▸ Work to complete: Using the records below, give the number of lines where the word "derive" appears, with no further output.

▸ Recorded information:
____________________

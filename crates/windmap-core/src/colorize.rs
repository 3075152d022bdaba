//! Cell speed → background and text color

use crate::color::{interpolate_color, ColorSpec, InterpolationMethod};
use crate::grid::{Cell, Grid};
use crate::palette::ThresholdPalette;
use serde::Serialize;

/// Background for cells without a speed; not part of any palette
pub const DISABLED_COLOR: &str = "var(--disabled-color, #f0f0f0)";

/// Text color token used when the background cannot be analysed
pub const THEME_TEXT_COLOR: &str = "var(--primary-text-color)";

/// Text color with enough contrast against a background
#[derive(Debug, Clone, Copy, PartialEq, Eq, Serialize)]
#[serde(into = "&'static str")]
pub enum TextColor {
    Black,
    White,
    ThemeDefault,
}

impl TextColor {
    pub fn as_css(self) -> &'static str {
        match self {
            TextColor::Black => "#000000",
            TextColor::White => "#ffffff",
            TextColor::ThemeDefault => THEME_TEXT_COLOR,
        }
    }
}

impl From<TextColor> for &'static str {
    fn from(color: TextColor) -> Self {
        color.as_css()
    }
}

/// Color for a speed under the given palette.
///
/// Without interpolation the color of the highest threshold at or below
/// `speed` is used; speeds under the first threshold still get its color.
/// With interpolation, speeds between two thresholds are blended and speeds
/// outside the palette range clamp to the end colors.
pub fn color_for_speed(
    speed: Option<f64>,
    palette: &ThresholdPalette,
    interpolate: bool,
    method: InterpolationMethod,
) -> ColorSpec {
    let Some(speed) = speed else {
        return ColorSpec::Raw(DISABLED_COLOR.to_string());
    };
    let thresholds = palette.thresholds();

    if !interpolate {
        return thresholds
            .iter()
            .take_while(|t| speed >= t.value)
            .last()
            .unwrap_or(palette.first())
            .color
            .clone();
    }

    if speed <= palette.first().value {
        return palette.first().color.clone();
    }
    if speed >= palette.last().value {
        return palette.last().color.clone();
    }

    for pair in thresholds.windows(2) {
        let (lower, upper) = (&pair[0], &pair[1]);
        if speed >= lower.value && speed < upper.value {
            if speed == lower.value {
                return lower.color.clone();
            }
            let t = (speed - lower.value) / (upper.value - lower.value);
            return interpolate_color(&lower.color, &upper.color, t, method);
        }
    }

    palette.last().color.clone()
}

/// Black text on light backgrounds, white on dark ones
pub fn contrast_text_color(background: &ColorSpec) -> TextColor {
    match background.rgb() {
        Some(rgb) if rgb.luminance() > 0.5 => TextColor::Black,
        Some(_) => TextColor::White,
        None => TextColor::ThemeDefault,
    }
}

/// Resolved colors of one cell
#[derive(Debug, Clone, PartialEq, Serialize)]
pub struct CellStyle {
    pub background: ColorSpec,
    pub text: TextColor,
}

/// Palette plus blend settings, applied cell by cell
#[derive(Debug, Clone)]
pub struct Colorizer {
    palette: ThresholdPalette,
    interpolate: bool,
    method: InterpolationMethod,
}

impl Colorizer {
    pub fn new(palette: ThresholdPalette, interpolate: bool, method: InterpolationMethod) -> Self {
        Self {
            palette,
            interpolate,
            method,
        }
    }

    pub fn palette(&self) -> &ThresholdPalette {
        &self.palette
    }

    pub fn color_for(&self, speed: Option<f64>) -> ColorSpec {
        color_for_speed(speed, &self.palette, self.interpolate, self.method)
    }

    pub fn style(&self, cell: &Cell) -> CellStyle {
        if !cell.has_data {
            return CellStyle {
                background: ColorSpec::Raw(DISABLED_COLOR.to_string()),
                text: TextColor::ThemeDefault,
            };
        }
        let background = self.color_for(cell.speed);
        let text = contrast_text_color(&background);
        CellStyle { background, text }
    }

    /// Styles laid out like `grid.rows[..].cells[..]`
    pub fn style_grid(&self, grid: &Grid) -> Vec<Vec<CellStyle>> {
        grid.rows
            .iter()
            .map(|row| row.cells.iter().map(|cell| self.style(cell)).collect())
            .collect()
    }
}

____________________

▸ Solution: 3